Das Wetter wirkte immer bedrohlicher. Sie hatte eine gute Strecke vor sich, dazu bergauf und über ungeschütztes Land, das konnte ungemütlich werden. Trotzdem war sie froh, dass sie den Ausflug gewagt hatte; ein wenig mit sich allein zu sein, nicht reden zu müssen und das Meer gesehen zu haben hatte ihr gut getan. Während sie am Strand entlang lief, hielt sie Ausschau nach dem kleinen Pfad, der sie in die Bucht hinunter gebracht hatte. Die Abdrücke ihrer Stiefel im regenfeuchten Sand führten sie schließlich an eine Gruppe mächtiger Felsbrocken heran, dahinter ging der schmale Weg zur Anhöhe hinauf.

Zu ihrem Glück begann der Wind tatsächlich zu drehen. Er kam jetzt von der Seite - und nicht von vorne, wie sie es für den Rückweg befürchtet hatte. Sie stopfte ihren Zopf unter den Schal, vergrub die kalten Hände in den Taschen ihrer Jacke und machte sich an den Aufstieg.

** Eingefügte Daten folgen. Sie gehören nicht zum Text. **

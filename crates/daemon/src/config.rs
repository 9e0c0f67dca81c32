//! Worker configuration (flags and environment)

use clap::Parser;
use std::convert::Infallible;
use std::path::PathBuf;
use std::time::Duration;

use plexfarm_channel::{BackoffConfig, ChannelConfig};
use plexfarm_core::application::constants::{
    DEFAULT_ORCHESTRATOR_URL, DEFAULT_RECONNECT_DELAY_MAX_MS, DEFAULT_RECONNECT_DELAY_MS,
    DEFAULT_STAT_CPU_INTERVAL_MS, DEFAULT_TRANSCODER_NAME, DEFAULT_TRANSCODER_PATH,
    DEFAULT_UPDATE_BUFFER, RECONNECT_RANDOMIZATION, UNKNOWN_HOST,
};

#[derive(Debug, Clone, Copy, PartialEq, Eq)]
pub enum LogFormat {
    Pretty,
    Json,
}

/// `json` selects JSON output; any other value means pretty
fn parse_log_format(value: &str) -> Result<LogFormat, Infallible> {
    Ok(if value.eq_ignore_ascii_case("json") {
        LogFormat::Json
    } else {
        LogFormat::Pretty
    })
}

#[derive(Parser, Debug, Clone)]
#[command(name = "plexfarm-worker")]
#[command(about = "Remote transcode worker for a Plexfarm orchestrator", long_about = None)]
#[command(version)]
pub struct WorkerConfig {
    /// CPU sampling interval and window, in milliseconds
    #[arg(
        long = "stat-cpu-interval",
        env = "STAT_CPU_INTERVAL",
        default_value_t = DEFAULT_STAT_CPU_INTERVAL_MS,
        value_parser = clap::value_parser!(u64).range(1..)
    )]
    pub stat_cpu_interval_ms: u64,

    /// Orchestrator base URL
    #[arg(long, env = "ORCHESTRATOR_URL", default_value = DEFAULT_ORCHESTRATOR_URL)]
    pub orchestrator_url: String,

    /// Directory containing the transcoder
    #[arg(long, env = "TRANSCODER_PATH", default_value = DEFAULT_TRANSCODER_PATH)]
    pub transcoder_path: PathBuf,

    /// Transcoder executable name
    #[arg(long, env = "TRANSCODER_NAME", default_value = DEFAULT_TRANSCODER_NAME)]
    pub transcoder_name: String,

    /// Host label announced to the orchestrator (defaults to the OS hostname)
    #[arg(long, env = "HOSTNAME")]
    pub host: Option<String>,

    /// Environment keys passed to the transcoder (comma separated)
    #[arg(long, env = "TRANSCODER_ENV_ALLOWLIST", value_delimiter = ',')]
    pub env_allowlist: Option<Vec<String>>,

    /// Task updates buffered while disconnected (0 drops them)
    #[arg(long, env = "WORKER_UPDATE_BUFFER", default_value_t = DEFAULT_UPDATE_BUFFER)]
    pub update_buffer: usize,

    /// First reconnect delay in milliseconds
    #[arg(
        long,
        env = "WORKER_RECONNECT_DELAY_MS",
        default_value_t = DEFAULT_RECONNECT_DELAY_MS,
        value_parser = clap::value_parser!(u64).range(1..)
    )]
    pub reconnect_delay_ms: u64,

    /// Reconnect delay ceiling in milliseconds
    #[arg(
        long,
        env = "WORKER_RECONNECT_DELAY_MAX_MS",
        default_value_t = DEFAULT_RECONNECT_DELAY_MAX_MS
    )]
    pub reconnect_delay_max_ms: u64,

    /// Reconnect attempts before giving up (0 = never give up)
    #[arg(long, env = "WORKER_RECONNECT_ATTEMPTS", default_value_t = 0)]
    pub reconnect_attempts: u32,

    /// Log output: pretty or json
    #[arg(
        long,
        env = "WORKER_LOG_FORMAT",
        default_value = "pretty",
        value_parser = parse_log_format
    )]
    pub log_format: LogFormat,
}

impl WorkerConfig {
    pub fn cpu_interval(&self) -> Duration {
        Duration::from_millis(self.stat_cpu_interval_ms)
    }

    pub fn channel_config(&self) -> ChannelConfig {
        // The ceiling never undercuts the first delay
        let max_delay_ms = self.reconnect_delay_max_ms.max(self.reconnect_delay_ms);
        ChannelConfig {
            url: self.orchestrator_url.clone(),
            backoff: BackoffConfig {
                base: Duration::from_millis(self.reconnect_delay_ms),
                max: Duration::from_millis(max_delay_ms),
                randomization: RECONNECT_RANDOMIZATION,
                max_attempts: (self.reconnect_attempts > 0).then_some(self.reconnect_attempts),
            },
            update_buffer: self.update_buffer,
        }
    }

    /// Non-empty allowlist, if configured
    pub fn env_allowlist(&self) -> Option<Vec<String>> {
        let keys: Vec<String> = self
            .env_allowlist
            .iter()
            .flatten()
            .map(|k| k.trim().to_string())
            .filter(|k| !k.is_empty())
            .collect();
        (!keys.is_empty()).then_some(keys)
    }

    /// Configured host, else the OS hostname, else `unknown`
    pub fn host_label(&self) -> String {
        self.host
            .as_deref()
            .map(str::trim)
            .filter(|h| !h.is_empty())
            .map(str::to_string)
            .or_else(os_hostname)
            .unwrap_or_else(|| UNKNOWN_HOST.to_string())
    }
}

#[cfg(unix)]
fn os_hostname() -> Option<String> {
    nix::unistd::gethostname()
        .ok()
        .and_then(|name| name.into_string().ok())
        .filter(|name| !name.is_empty())
}

#[cfg(not(unix))]
fn os_hostname() -> Option<String> {
    None
}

Sobald sie die Höhe erklommen hatte, schnitt ihr die Kälte scharf ins Gesicht und sie spürte erste Regentropfen auf Stirn und Wangen. Trotz der anhaltenden Steigung ging sie schneller; die verdorrte Heide ringsum zitterte unter den Böen, stoßweise fegten sie über die kahle Gegend hinweg. Den Blick entschlossen vor sich auf den Asphalt der Straße gerichtet stapfte sie mit hochgezogenen Schultern bergan. Ihr war klar, dass sie wohl kaum trocken in Shadow Hall ankommen würde. Ihre Dusche fiel ihr ein. Ihr wunderschönes, kleines, altmodisches Bad - das erste in ihrem Leben, das sie ganz für sich allein hatte. Sie würde heiß duschen, wenn sie zurück war. Der Gedanke daran wärmte sie jetzt bereits und ließ sie lächeln.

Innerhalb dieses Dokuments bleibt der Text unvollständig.